What are the inputs?¶

If you do not have metadata that is relevant to your analysis, you can leave this module in the default “No” setting, and continue on to the NamesAndTypes module If you do have relevant metadata, the Metadata module receives the file list produced by the Images module. It then associates information to each file in the file list, which can be obtained from several sources:

From the image file name or location (e.g., as assigned by a microscope). In this case, you will provide the text search pattern to obtain this information.
In a text file created and filled out by you or a laboratory information management system. In this case, you will point the module to the location of this file.
In the image file itself.

You can extract metadata from all images loaded via the Images module, or a subset of them by using rules to filter the list.

What do I get as output?¶

The final product of the Metadata module is a list of files from the Images module, accompanied by the associated metadata retrieved from the source(s) provided and matched to the desired images.

As you are extracting metadata from your various sources, you can click the “Update” button below the divider to display a table of results using the current settings. Each row corresponds to an image file from the Images module, and the columns display the metadata obtained for each tag specified. You can press this button as many times as needed to display the most current metadata obtained.

../_images/Metadata_ExampleDisplayTable.png

Some downstream use cases for metadata include the following:

If the metadata establishes how channels are related to one another, you can use them in the NamesAndTypes module to aid in creating an image set.
If the images need to be further sub-divided into groups of images that share a common metadata value, the Groups module can be used to specify which metadata is needed for this purpose.
You can also use the numerical values of pieces of metadata in later modules. Since the metadata is stored as an image measurement and can be assigned as an integer or floating-point number, any module which allows measurements as input can make use of it.
Several modules are also capable of using metadata for more specific purposes. Refer to the module setting help for additional information on how to use them in the context of the specific module.

If the metadata originates from an external source such as a CSV, there are some caveats in the cases when metadata is either missing or duplicated for the referenced images; see the NamesAndTypes module for more details.
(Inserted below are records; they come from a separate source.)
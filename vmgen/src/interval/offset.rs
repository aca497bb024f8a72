use log::*;

use super::IntervalSet;
use crate::error::FatalError;
use crate::utils::{bitmask_u64, sign_extend_u64};

/// Derives constraints on the offset field of a base+offset addressing mode.
///
/// The effective address of such an access is `base + (sext(offset) << offset_shift)`, where `offset` is an
/// `offset_size`-bit two's complement field.
/// Given a set of acceptable target addresses, [`BaseOffsetConstraint::offset_constraint`] computes the set of field
/// encodings that make the access land wholly inside the target.
#[derive(Copy, Clone, Debug, PartialEq, Eq)]
pub struct BaseOffsetConstraint {
    offset_size: u32,
    offset_shift: u32,
    max_address: u64,
}

impl BaseOffsetConstraint {
    /// Creates a new constraint builder for `offset_size`-bit offsets scaled by `2^offset_shift`.
    /// Addresses above `max_address` are never produced.
    pub fn new(offset_size: u32, offset_shift: u32, max_address: u64) -> Result<Self, FatalError> {
        if offset_size == 0 || offset_size > 64 || offset_size + offset_shift > 64 {
            return Err(FatalError::InvalidParameter(format!(
                "a {offset_size}-bit offset shifted by {offset_shift} does not fit in 64 bits"
            )));
        }

        Ok(BaseOffsetConstraint {
            offset_size,
            offset_shift,
            max_address,
        })
    }

    /// The width of the offset field in bits.
    pub fn offset_size(&self) -> u32 {
        self.offset_size
    }

    /// The amount by which the offset is shifted left before it is added to the base.
    pub fn offset_shift(&self) -> u32 {
        self.offset_shift
    }

    /// The most negative offset that can be encoded.
    pub fn min_offset(&self) -> i64 {
        sign_extend_u64(1 << (self.offset_size - 1), self.offset_size)
    }

    /// The most positive offset that can be encoded.
    pub fn max_offset(&self) -> i64 {
        bitmask_u64(self.offset_size - 1) as i64
    }

    /// Returns the offset field encodings `o` for which an access of `access_size` bytes at
    /// `base + (sext(o) << offset_shift)` lies entirely inside `target`.
    pub fn offset_constraint(&self, base: u64, access_size: u64, target: &IntervalSet) -> IntervalSet {
        assert!(access_size > 0, "Access size must be nonzero");

        let mut reachable = target.clone();
        reachable.apply_intersection(&IntervalSet::from_range(0, self.max_address));

        let mut displacements = IntervalSet::new();
        for interval in reachable.intervals() {
            if interval.size() >= access_size {
                displacements.add_range(interval.lo(), interval.hi() - (access_size - 1));
            }
        }

        displacements.shift_left(base);

        let shift = self.offset_shift;
        let unit = 1u64 << shift;
        let max_displacement = (self.max_offset() as u64) << shift;
        let min_displacement = (self.min_offset() << shift) as u64;

        let mut result = IntervalSet::new();
        let mut positive = displacements.clone();
        positive.apply_intersection(&IntervalSet::from_range(0, max_displacement));
        for interval in positive.intervals() {
            let lo = (interval.lo() + unit - 1) >> shift;
            let hi = interval.hi() >> shift;
            if lo <= hi {
                self.add_offset_range_constraint(lo as i64, hi as i64, &mut result);
            }
        }

        let mut negative = displacements;
        negative.apply_intersection(&IntervalSet::from_range(min_displacement, u64::MAX));
        for interval in negative.intervals() {
            let lo = (interval.lo() as i64 + (unit - 1) as i64) >> shift;
            let hi = (interval.hi() as i64) >> shift;
            if lo <= hi {
                self.add_offset_range_constraint(lo, hi, &mut result);
            }
        }

        trace!("Offsets for base 0x{base:x} into {target}: {result}");
        result
    }

    /// Adds the field encodings of the signed offsets `[lo, hi]` to `result`.
    ///
    /// # Panics
    /// Panics if `lo > hi` or if either bound cannot be encoded in the offset field.
    pub fn add_offset_range_constraint(&self, lo: i64, hi: i64, result: &mut IntervalSet) {
        assert!(lo <= hi, "Invalid offset range: {lo} > {hi}");
        assert!(
            lo >= self.min_offset() && hi <= self.max_offset(),
            "Offset range {lo}..={hi} does not fit in {} bits",
            self.offset_size
        );

        let mask = bitmask_u64(self.offset_size);
        if lo >= 0 || hi < 0 {
            result.add_range(lo as u64 & mask, hi as u64 & mask);
        } else {
            // A range that spans zero is recorded as the encodings strictly between `hi` and `lo`: the complement of
            // its two-sided encoding. `offset_constraint` never passes such a range.
            // TODO: confirm the intended encoding of mixed-sign ranges with the instruction constraint owners.
            let upper = lo as u64 & mask;
            let lower = hi as u64 + 1;
            if lower < upper {
                result.add_range(lower, upper - 1);
            }
        }
    }
}
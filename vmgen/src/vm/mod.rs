//! Virtual memory: address spaces, page tables, free-range resolution and physical-to-virtual mapping.
//!
//! An address space is described by a [`VmAddressSpace`].
//! New pages are added either by claiming free virtual ranges with [`VmAddressSpace::claim_free_ranges`] and
//! committing them, or by asking the [`PhysicalToVirtualMapper`] to map a physical address.

mod address_space;
mod free_range;
mod mapper;
mod page;
mod page_size;
mod page_table;

pub use address_space::{CommitError, VmAddressSpace, VmContext};
pub use free_range::{
    ClaimResult, CrossRangeResolver, FreeRangeClaimer, FreeRangeResolver, FreeSpace, InvalidPageSize, PageSizeRequest,
    ResolvedRange, Strategy,
};
pub use mapper::{MapError, MapRequest, PhysicalToVirtualMapper};
pub use page::{AccessKind, Page, PageRequest, PageTable, Privilege, PteAttribute};
pub use page_size::{PageSize, PageSizeChoice};
pub use page_table::{PageTableManager, PageTableResourceConstraint};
Measurements made by this module¶

Metadata: The prefix of each metadata tag in the per-image table.

(Jump to top)

NamesAndTypes¶

The NamesAndTypes module gives images and/or channels a meaningful name to a particular image or channel, as well as defining the relationships between images to create an image set. This module will also let you define whether an image stack should be processed as sequential 2D slices or as a whole 3D volume.

Once the relevant images have been identified using the Images module (and/or has had metadata associated with the images using the Metadata module), the NamesAndTypes module gives each image a meaningful name by which modules in the analysis pipeline will refer to it.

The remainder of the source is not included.